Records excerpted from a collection
use std::net::SocketAddr;
use std::sync::Arc;

use tracing_subscriber::{layer::SubscriberExt, util::SubscriberInitExt};

use skybook_api::{app, AppState};
use skybook_core::journal::Journal;
use skybook_core::repository::{OrderRecords, SeatInventory};
use skybook_engine::{BookingEngine, EngineConfig, LogNotifier, SimulatedGateway};
use skybook_store::{Config, DbClient, PgJournal, PgOrderStore, PgSeatStore};

#[tokio::main]
async fn main() {
    tracing_subscriber::registry()
        .with(
            tracing_subscriber::EnvFilter::try_from_default_env().unwrap_or_else(|_| {
                "skybook_api=debug,skybook_engine=debug,tower_http=debug".into()
            }),
        )
        .with(tracing_subscriber::fmt::layer())
        .init();

    let config = Config::load().expect("Failed to load config");
    tracing::info!("Starting Skybook API on port {}", config.server_port);

    let db = DbClient::new(&config.database_dsn)
        .await
        .expect("Failed to connect to database");
    db.migrate().await.expect("Failed to run migrations");

    let reservation_timeout = config.reservation_window();
    let seats: Arc<dyn SeatInventory> =
        Arc::new(PgSeatStore::new(db.pool.clone(), reservation_timeout));
    let orders: Arc<dyn OrderRecords> = Arc::new(PgOrderStore::new(db.pool.clone()));
    let journal: Arc<dyn Journal> = Arc::new(PgJournal::new(db.pool.clone()));

    let engine = Arc::new(BookingEngine::new(
        journal,
        seats.clone(),
        orders.clone(),
        Arc::new(SimulatedGateway::new()),
        Arc::new(LogNotifier),
        EngineConfig::from_settings(
            reservation_timeout,
            config.payment_window(),
            config.max_payment_retries,
        ),
    ));

    match engine.recover_running().await {
        Ok(0) => {}
        Ok(resumed) => tracing::info!("Resumed {} in-flight booking orchestrations", resumed),
        Err(err) => tracing::error!("Failed to recover orchestrations: {}", err),
    }

    let app = app(AppState {
        engine,
        seats,
        orders,
        reservation_timeout,
    });

    let addr = SocketAddr::from(([0, 0, 0, 0], config.server_port));
    tracing::info!("Listening on {}", addr);

    let listener = tokio::net::TcpListener::bind(addr).await.unwrap();
    axum::serve(listener, app).await.unwrap();
}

Task to complete. With the string "await" as the key, filter the data above and show the lines that match.

Exercise result.
        .await
    db.migrate().await.expect("Failed to run migrations");
    match engine.recover_running().await {
    let listener = tokio::net::TcpListener::bind(addr).await.unwrap();
    axum::serve(listener, app).await.unwrap();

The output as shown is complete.